William James at one point makes the remarkable thought experiment of imagining a human being who (undetectably) lacks all mental properties:

I thought of what I called an "automatic sweetheart," meaning a soulless body which should be absolutely indistinguishable from a spiritually animated maiden, laughing, talking, blushing, nursing us, and performing all feminine offices as tactfully and sweetly as if a soul were in her. Would anyone regard her as a full equivalent? Certainly not.1

But James was not the first philosopher to have this worry. The philosopher who more than any other fixed the shape of our subsequent worries about mind and body, René Descartes, considers it too. In the Discourse on Method Descartes even proposed a kind of "Turing test":

For we can certainly conceive of a machine so constructed that it utters words, and even utters words which correspond to bodily actions causing a change in its organs (e.g., if you touch it in one spot it asks what you want of it, if you touch it in another it cries out that you are hurting it, and so on). But it is not conceivable that such a machine should produce different arrangements of words so as to give an appropriately meaningful answer to whatever is said in its presence, as the dullest of men can do.2

The worry certainly seems far-fetched. Yet the issue has arisen again in a recent debate between two of our leading philosophers of mind, Jaegwon Kim and Donald Davidson.

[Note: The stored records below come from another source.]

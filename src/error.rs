use thiserror::Error;

/// Failures of the outbound model call. Each category maps to its own
/// user-facing notice; none of them are retried.
#[derive(Error, Debug, Clone, PartialEq)]
pub enum TransportError {
    #[error("network error: {0}")]
    Network(String),

    #[error("rate limited: {0}")]
    RateLimited(String),

    #[error("quota exhausted: {0}")]
    QuotaExhausted(String),

    #[error("gateway returned {status}: {message}")]
    Api { status: u16, message: String },

    #[error("configuration error: {0}")]
    Config(String),

    #[error("stream cancelled")]
    Cancelled,
}

/// Short message shown to the human when something could not be done.
#[derive(Debug, Clone, PartialEq, Eq)]
pub struct UserNotice {
    pub title: String,
    pub description: String,
}

impl UserNotice {
    pub fn new(title: impl Into<String>, description: impl Into<String>) -> Self {
        Self {
            title: title.into(),
            description: description.into(),
        }
    }
}

impl TransportError {
    /// Category-specific notice for the end user.
    pub fn notice(&self) -> UserNotice {
        match self {
            TransportError::RateLimited(_) => UserNotice::new(
                "Rate Limited",
                "Too many requests. Please wait a moment and try again.",
            ),
            TransportError::QuotaExhausted(_) => UserNotice::new(
                "Credits Exhausted",
                "AI credits have been used up. Please add more credits.",
            ),
            TransportError::Api { message, .. } if !message.is_empty() => {
                UserNotice::new("Error", message.clone())
            }
            TransportError::Api { .. } => {
                UserNotice::new("Error", "Failed to get response")
            }
            TransportError::Cancelled => UserNotice::new("Stopped", "The response was cancelled."),
            TransportError::Config(msg) => UserNotice::new("Configuration Error", msg.clone()),
            TransportError::Network(_) => UserNotice::new(
                "Connection Error",
                "Failed to connect to AI. Please try again.",
            ),
        }
    }
}

/// Errors raised by the project file-system collaborator.
#[derive(Error, Debug, Clone, PartialEq, Eq)]
pub enum FileSystemError {
    #[error("File already exists: {0}")]
    AlreadyExists(String),

    #[error("File not found: {0}")]
    NotFound(String),

    #[error("Path is not a file: {0}")]
    NotAFile(String),

    #[error("Folder is not empty: {0}")]
    NotEmpty(String),

    #[error("Destination already exists: {0}")]
    DestinationExists(String),

    #[error("Missing field `{field}` for {action}")]
    MissingField { action: String, field: String },

    #[error("Malformed operation: {0}")]
    Malformed(String),

    #[error("Serialization error: {0}")]
    Serialization(String),
}

/// Errors from the conversation and mentor-report stores.
#[derive(Error, Debug)]
pub enum StoreError {
    #[error("I/O error: {0}")]
    Io(#[from] std::io::Error),

    #[error("Serialization error: {0}")]
    Serialization(#[from] serde_json::Error),

    #[error("Not found: {0}")]
    NotFound(String),
}

#[derive(Error, Debug, Clone, PartialEq, Eq)]
pub enum ConfigError {
    #[error("invalid value for {key}: {value}")]
    InvalidValue { key: String, value: String },

    #[error("missing {0}")]
    Missing(String),
}
//! TOML-based engine configuration.
//!
//! Stores the tunables for the state store, session lifecycle, activity
//! tracking and sync dispatcher:
//! - user identity (required before focus mode can be enabled)
//! - heartbeat and tracking tick intervals
//! - idle/sleep gap threshold
//! - sync backend endpoint, batch size and retry ceiling
//! - reserved rule id range
//!
//! Configuration is stored at `~/.config/focusgate/config.toml`.

use serde::{Deserialize, Serialize};
use std::path::PathBuf;

use crate::error::ConfigError;

/// Engine configuration.
///
/// Serialized to/from TOML at `~/.config/focusgate/config.toml`.
#[derive(Debug, Clone, Serialize, Deserialize)]
pub struct EngineConfig {
    /// User the sessions belong to. Focus mode fails closed without it.
    #[serde(default)]
    pub user_id: Option<String>,
    /// Focus session heartbeat interval in seconds.
    #[serde(default = "default_heartbeat_secs")]
    pub heartbeat_secs: u64,
    /// Activity tracking tick interval in seconds (primary accumulator).
    #[serde(default = "default_tick_secs")]
    pub tick_secs: u64,
    /// Gap between tracking heartbeats treated as idle/sleep, in seconds.
    #[serde(default = "default_sleep_threshold_secs")]
    pub sleep_threshold_secs: u64,
    /// Window within which an A -> B -> A return counts as continuity
    /// (diagnostic only), in seconds.
    #[serde(default = "default_continuity_window_secs")]
    pub continuity_window_secs: u64,
    /// Records per sync batch.
    #[serde(default = "default_sync_batch_size")]
    pub sync_batch_size: usize,
    /// Automatic sync attempts per record before it needs a manual run.
    #[serde(default = "default_sync_retry_limit")]
    pub sync_retry_limit: u32,
    /// Periodic sync dispatcher interval in seconds.
    #[serde(default = "default_sync_interval_secs")]
    pub sync_interval_secs: u64,
    /// How many past days the dispatcher scans for unsynced records.
    #[serde(default = "default_sync_lookback_days")]
    pub sync_lookback_days: u32,
    /// Analytics backend endpoint; sync is skipped when unset.
    #[serde(default)]
    pub sync_endpoint: Option<String>,
    /// Fixed UTC offset used to derive local calendar dates.
    #[serde(default)]
    pub utc_offset_minutes: i32,
    /// Inclusive lower bound of the reserved rule id range.
    #[serde(default = "default_rule_id_floor")]
    pub rule_id_floor: u32,
    /// Exclusive upper bound of the reserved rule id range.
    #[serde(default = "default_rule_id_ceiling")]
    pub rule_id_ceiling: u32,
}

fn default_heartbeat_secs() -> u64 {
    60
}
fn default_tick_secs() -> u64 {
    5
}
fn default_sleep_threshold_secs() -> u64 {
    300
}
fn default_continuity_window_secs() -> u64 {
    3
}
fn default_sync_batch_size() -> usize {
    5
}
fn default_sync_retry_limit() -> u32 {
    3
}
fn default_sync_interval_secs() -> u64 {
    600
}
fn default_sync_lookback_days() -> u32 {
    7
}
fn default_rule_id_floor() -> u32 {
    1_000_000
}
fn default_rule_id_ceiling() -> u32 {
    2_000_000
}

impl Default for EngineConfig {
    fn default() -> Self {
        Self {
            user_id: None,
            heartbeat_secs: default_heartbeat_secs(),
            tick_secs: default_tick_secs(),
            sleep_threshold_secs: default_sleep_threshold_secs(),
            continuity_window_secs: default_continuity_window_secs(),
            sync_batch_size: default_sync_batch_size(),
            sync_retry_limit: default_sync_retry_limit(),
            sync_interval_secs: default_sync_interval_secs(),
            sync_lookback_days: default_sync_lookback_days(),
            sync_endpoint: None,
            utc_offset_minutes: 0,
            rule_id_floor: default_rule_id_floor(),
            rule_id_ceiling: default_rule_id_ceiling(),
        }
    }
}

impl EngineConfig {
    fn path() -> Result<PathBuf, ConfigError> {
        Ok(data_dir()?.join("config.toml"))
    }

    /// Load from disk, writing the defaults on first run.
    ///
    /// # Errors
    /// Returns an error if the config file exists but cannot be parsed,
    /// or if the default config cannot be written to disk.
    pub fn load() -> Result<Self, ConfigError> {
        let path = Self::path()?;
        match std::fs::read_to_string(&path) {
            Ok(content) => toml::from_str(&content).map_err(|e| ConfigError::LoadFailed {
                path,
                message: e.to_string(),
            }),
            Err(_) => {
                let cfg = Self::default();
                cfg.save()?;
                Ok(cfg)
            }
        }
    }

    /// Persist to disk.
    ///
    /// # Errors
    /// Returns an error if the config cannot be serialized or written.
    pub fn save(&self) -> Result<(), ConfigError> {
        let path = Self::path()?;
        let content = toml::to_string_pretty(self).map_err(|e| ConfigError::SaveFailed {
            path: path.clone(),
            message: e.to_string(),
        })?;
        std::fs::write(&path, content).map_err(|e| ConfigError::SaveFailed {
            path,
            message: e.to_string(),
        })
    }

    /// Load from disk, returning defaults on any error.
    pub fn load_or_default() -> Self {
        Self::load().unwrap_or_default()
    }
}

/// Returns `~/.config/focusgate[-dev]/` based on FOCUSGATE_ENV.
///
/// Set FOCUSGATE_ENV=dev to use the development data directory.
///
/// # Errors
/// Returns an error if the directory cannot be created.
pub fn data_dir() -> Result<PathBuf, ConfigError> {
    let base_dir = dirs::home_dir()
        .unwrap_or_else(|| PathBuf::from("."))
        .join(".config");

    let env = std::env::var("FOCUSGATE_ENV").unwrap_or_else(|_| "production".to_string());

    let dir = if env == "dev" {
        base_dir.join("focusgate-dev")
    } else {
        base_dir.join("focusgate")
    };

    std::fs::create_dir_all(&dir).map_err(|e| ConfigError::DataDir(e.to_string()))?;
    Ok(dir)
}

#[cfg(test)]
mod tests {
    use super::*;

    #[test]
    fn default_config_roundtrip() {
        let cfg = EngineConfig::default();
        let toml_str = toml::to_string_pretty(&cfg).unwrap();
        let parsed: EngineConfig = toml::from_str(&toml_str).unwrap();
        assert_eq!(parsed.heartbeat_secs, 60);
        assert_eq!(parsed.tick_secs, 5);
        assert_eq!(parsed.sleep_threshold_secs, 300);
        assert_eq!(parsed.sync_batch_size, 5);
        assert_eq!(parsed.sync_retry_limit, 3);
    }

    #[test]
    fn missing_fields_fall_back_to_defaults() {
        let parsed: EngineConfig = toml::from_str("user_id = \"u-1\"").unwrap();
        assert_eq!(parsed.user_id.as_deref(), Some("u-1"));
        assert_eq!(parsed.rule_id_floor, 1_000_000);
        assert_eq!(parsed.rule_id_ceiling, 2_000_000);
        assert_eq!(parsed.sync_lookback_days, 7);
    }

    #[test]
    fn reserved_range_is_nonempty_by_default() {
        let cfg = EngineConfig::default();
        assert!(cfg.rule_id_floor < cfg.rule_id_ceiling);
    }
}
impl ActivityTracker {
    pub fn new(
        store: Arc<StateStore>,
        offset_minutes: i32,
        sleep_threshold_secs: u64,
        continuity_window_secs: u64,
    ) -> Self {
        Self {
            store,
            offset_minutes,
            sleep_threshold: Duration::seconds(sleep_threshold_secs as i64),
            continuity_window: Duration::seconds(continuity_window_secs as i64),
            slot: Mutex::new(None),
            previous: Mutex::new(None),
            window_focused: AtomicBool::new(true),
            continuity_returns: AtomicU64::new(0),
            sleep_gaps: AtomicU64::new(0),
            day_rollovers: AtomicU64::new(0),
        }
    }

    pub fn counters(&self) -> TrackerCounters {
        TrackerCounters {
            continuity_returns: self.continuity_returns.load(Ordering::SeqCst),
            sleep_gaps: self.sleep_gaps.load(Ordering::SeqCst),
            day_rollovers: self.day_rollovers.load(Ordering::SeqCst),
        }
    }

    /// Domain currently being tracked, if any.
    pub fn active_domain(&self) -> Option<String> {
        self.current_slot().map(|s| s.domain)
    }

    /// Periodic tick: credit the gap since the last credit to the active
    /// domain, handling sleep gaps and midnight crossings.
    pub async fn heartbeat_at(&self, now: DateTime<Utc>) -> Result<(), CoreError> {
        let Some(slot) = self.current_slot() else {
            return Ok(());
        };
        if !self.window_focused.load(Ordering::SeqCst) {
            // Unfocused time is never credited; keep the cursor fresh so
            // refocusing does not credit the blurred span.
            self.advance_cursor(now);
            return Ok(());
        }

        let gap = now - slot.last_credit;
        if gap <= Duration::zero() {
            return Ok(());
        }

        if gap > self.sleep_threshold {
            self.sleep_gaps.fetch_add(1, Ordering::SeqCst);
            info!(
                "discarding {}s gap for {} (device slept)",
                gap.num_seconds(),
                slot.domain
            );
            return self.resume_after_sleep(&slot, now).await;
        }

        let today = local_date(now, self.offset_minutes);
        if today != slot.date {
            self.day_rollovers.fetch_add(1, Ordering::SeqCst);
            return self.roll_over(&slot, now, today).await;
        }

        self.credit(&slot.domain, slot.date, gap).await?;
        self.advance_cursor(now);
        Ok(())
    }

    /// The user moved to a different domain (tab switch or navigation).
    ///
    /// Credits the outgoing domain up to `now`, deactivates it, and
    /// activates (or creates) today's record for the new domain. Returning
    /// to the domain left within the continuity window counts as the same
    /// visit.
    pub async fn switch_to(&self, domain: &str, now: DateTime<Utc>) -> Result<(), CoreError> {
        let today = local_date(now, self.offset_minutes);

        let mut departed = None;
        if let Some(slot) = self.current_slot() {
            if slot.domain == domain && slot.date == today {
                return Ok(());
            }
            self.close_slot(&slot, now, SessionStatus::Completed).await?;
            departed = Some((slot.domain, now));
        }

        // Continuity compares against the domain departed *before* this
        // switch: an A -> B -> A bounce back within the window is one
        // visit to A, not two.
        let is_return = self
            .previous
            .lock()
            .ok()
            .and_then(|p| p.clone())
            .map(|(prev, left_at)| prev == domain && now - left_at <= self.continuity_window)
            .unwrap_or(false);
        if is_return {
            self.continuity_returns.fetch_add(1, Ordering::SeqCst);
        }
        if let Some(departed) = departed {
            if let Ok(mut previous) = self.previous.lock() {
                *previous = Some(departed);
            }
        }

        let offset = self.offset_minutes;
        let target = domain.to_string();
        self.store
            .update_domain_days(today, move |days| {
                for day in days.iter_mut() {
                    day.currently_active = false;
                }
                match days.iter_mut().find(|d| d.domain == target) {
                    Some(existing) => {
                        existing.currently_active = true;
                        existing.status = SessionStatus::Active;
                        // An already-shipped record is accumulating again;
                        // it goes out again with the new total.
                        existing.synced = false;
                        if !is_return {
                            existing.visits += 1;
                        }
                    }
                    None => days.push(DomainDaySession::first_visit(&target, today, offset)),
                }
            })
            .await?;

        self.set_slot(Some(ActiveSlot {
            domain: domain.to_string(),
            date: today,
            last_credit: now,
        }));
        self.window_focused.store(true, Ordering::SeqCst);
        Ok(())
    }

    /// The window lost focus: credit up to `now`, then stop crediting.
    pub async fn window_blurred(&self, now: DateTime<Utc>) -> Result<(), CoreError> {
        if let Some(slot) = self.current_slot() {
            let gap = (now - slot.last_credit).max(Duration::zero());
            if gap <= self.sleep_threshold {
                self.credit(&slot.domain, slot.date, gap).await?;
            }
            self.advance_cursor(now);
        }
        self.window_focused.store(false, Ordering::SeqCst);
        Ok(())
    }

    /// The window regained focus: resume crediting from `now`.
    pub fn window_refocused(&self, now: DateTime<Utc>) {
        self.advance_cursor(now);
        self.window_focused.store(true, Ordering::SeqCst);
    }

    /// Flush accumulated time immediately (host is about to unload or the
    /// device is about to suspend).
    pub async fn save_now(&self, now: DateTime<Utc>) -> Result<(), CoreError> {
        let Some(slot) = self.current_slot() else {
            return Ok(());
        };
        if self.window_focused.load(Ordering::SeqCst) {
            let gap = (now - slot.last_credit).max(Duration::zero());
            if gap <= self.sleep_threshold {
                self.credit(&slot.domain, slot.date, gap).await?;
            }
        }
        self.advance_cursor(now);
        Ok(())
    }

    /// Tracking ended (browser closed, user signed out): flush, deactivate
    /// and forget the slot.
    pub async fn stop(&self, now: DateTime<Utc>) -> Result<(), CoreError> {
        if let Some(slot) = self.current_slot() {
            self.close_slot(&slot, now, SessionStatus::Completed).await?;
            self.set_slot(None);
        }
        Ok(())
    }

    /// Credit a slot up to `now`, mark it inactive and set its status.
    async fn close_slot(
        &self,
        slot: &ActiveSlot,
        now: DateTime<Utc>,
        status: SessionStatus,
    ) -> Result<(), CoreError> {
        let gap = (now - slot.last_credit).max(Duration::zero());
        let credited = if self.window_focused.load(Ordering::SeqCst) && gap <= self.sleep_threshold
        {
            gap.num_seconds().max(0) as u64
        } else {
            0
        };
        let domain = slot.domain.clone();
        self.store
            .update_domain_days(slot.date, move |days| {
                if let Some(day) = days.iter_mut().find(|d| d.domain == domain) {
                    day.duration_seconds += credited;
                    day.currently_active = false;
                    day.status = status;
                }
            })
            .await?;
        Ok(())
    }

    /// After a sleep gap: the pre-gap span was already credited by earlier
    /// ticks, so the old slot is closed without further credit and a fresh
    /// cursor starts at `now`.
    async fn resume_after_sleep(
        &self,
        slot: &ActiveSlot,
        now: DateTime<Utc>,
    ) -> Result<(), CoreError> {
        let today = local_date(now, self.offset_minutes);
        let crossed_midnight = today != slot.date;
        let domain = slot.domain.clone();
        self.store
            .update_domain_days(slot.date, move |days| {
                if let Some(day) = days.iter_mut().find(|d| d.domain == domain) {
                    day.currently_active = false;
                    day.status = SessionStatus::Completed;
                }
            })
            .await?;

        // Same domain is still in front of the user; reattach without
        // counting a new visit unless the date changed.
        if crossed_midnight {
            let offset = self.offset_minutes;
            let domain = slot.domain.clone();
            self.store
                .update_domain_days(today, move |days| {
                    for day in days.iter_mut() {
                        day.currently_active = false;
                    }
                    match days.iter_mut().find(|d| d.domain == domain) {
                        Some(existing) => {
                            existing.currently_active = true;
                            existing.status = SessionStatus::Active;
                            existing.synced = false;
                            existing.visits += 1;
                        }
                        None => days.push(DomainDaySession::first_visit(&domain, today, offset)),
                    }
                })
                .await?;
        } else {
            let domain = slot.domain.clone();
            self.store
                .update_domain_days(slot.date, move |days| {
                    if let Some(day) = days.iter_mut().find(|d| d.domain == domain) {
                        day.currently_active = true;
                        day.status = SessionStatus::Active;
                        day.synced = false;
                    }
                })
                .await?;
        }

        self.set_slot(Some(ActiveSlot {
            domain: slot.domain.clone(),
            date: today,
            last_credit: now,
        }));
        Ok(())
    }

    /// A tick crossed local midnight: split the gap at midnight, complete
    /// the old day's record and continue accumulating into the new day's.
    async fn roll_over(
        &self,
        slot: &ActiveSlot,
        now: DateTime<Utc>,
        today: NaiveDate,
    ) -> Result<(), CoreError> {
        let midnight = self.local_midnight_utc(today);
        let before = (midnight - slot.last_credit).max(Duration::zero());
        let before_secs = before.num_seconds().max(0) as u64;

        let domain = slot.domain.clone();
        self.store
            .update_domain_days(slot.date, move |days| {
                if let Some(day) = days.iter_mut().find(|d| d.domain == domain) {
                    day.duration_seconds += before_secs;
                    day.currently_active = false;
                    day.status = SessionStatus::Completed;
                }
            })
            .await?;

        let after = (now - midnight).max(Duration::zero());
        let after_secs = after.num_seconds().max(0) as u64;
        let offset = self.offset_minutes;
        let domain = slot.domain.clone();
        self.store
            .update_domain_days(today, move |days| {
                for day in days.iter_mut() {
                    day.currently_active = false;
                }
                match days.iter_mut().find(|d| d.domain == domain) {
                    Some(existing) => {
                        existing.duration_seconds += after_secs;
                        existing.currently_active = true;
                        existing.status = SessionStatus::Active;
                        existing.synced = false;
                    }
                    None => {
                        let mut day = DomainDaySession::first_visit(&domain, today, offset);
                        day.duration_seconds = after_secs;
                        days.push(day);
                    }
                }
            })
            .await?;

        info!(
            "rolled {} over midnight: {before_secs}s to {}, {after_secs}s to {today}",
            slot.domain, slot.date
        );
        self.set_slot(Some(ActiveSlot {
            domain: slot.domain.clone(),
            date: today,
            last_credit: now,
        }));
        Ok(())
    }

    async fn credit(
        &self,
        domain: &str,
        date: NaiveDate,
        gap: Duration,
    ) -> Result<(), CoreError> {
        let seconds = gap.num_seconds().max(0) as u64;
        if seconds == 0 {
            return Ok(());
        }
        let domain = domain.to_string();
        self.store
            .update_domain_days(date, move |days| {
                match days.iter_mut().find(|d| d.domain == domain) {
                    Some(day) => day.duration_seconds += seconds,
                    None => warn!("crediting unknown domain record {domain}"),
                }
            })
            .await?;
        Ok(())
    }

    /// UTC instant of local midnight at the start of `date`.
    fn local_midnight_utc(&self, date: NaiveDate) -> DateTime<Utc> {
        let naive = date.and_time(NaiveTime::MIN) - Duration::minutes(i64::from(self.offset_minutes));
        DateTime::from_naive_utc_and_offset(naive, Utc)
    }

    fn current_slot(&self) -> Option<ActiveSlot> {
        self.slot.lock().map(|s| s.clone()).unwrap_or(None)
    }

    fn set_slot(&self, value: Option<ActiveSlot>) {
        if let Ok(mut slot) = self.slot.lock() {
            *slot = value;
        }
    }

    fn advance_cursor(&self, now: DateTime<Utc>) {
        if let Ok(mut slot) = self.slot.lock() {
            if let Some(slot) = slot.as_mut() {
                slot.last_credit = now;
            }
        }
    }
}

In the essays collected in his book Supervenience and Mind, Kim devotes an extraordinary amount of attention to the philosophy of mind of Donald Davidson.3 The reason is not hard to guess: Davidson's view is diametrically opposed to Kim's on the issue of what Kim calls "strong supervenience"4 and what I shall refer to for the time being simply as reductionism. (However, Kim is impressed by Davidson's arguments against the existence of the sorts of psychophysical laws required for strong supervenience, and even includes a paper that appears to defend them in Supervenience and Mind.)5 Although Davidson is a materialist to the extent of believing that each individual mental event is identical with an individual physical event, there are, according to Davidson no psychophysical laws. However (in most of the papers in Supervenience and Mind), Kim defends the possibility of finding such laws. As he puts it, even if certain arguments of mine6 show that we aren't going to find any unrestricted laws of the form P´M, where P is a physical property, M is a mental property, and the law quantifies over all physically possible organisms, still, there may well be "species-specific bridge laws," i.e., laws of the form SiÆ(M´Pi) "which, relative to a species or structure Si, specifies a physical state Pi as both necessary and sufficient for the occurrence of mental state M."7 Indeed, Kim's position in "The Myth of Nonreductive Physicalism" is that only if there are such laws can it be the case that mental properties have genuine causal efficacy.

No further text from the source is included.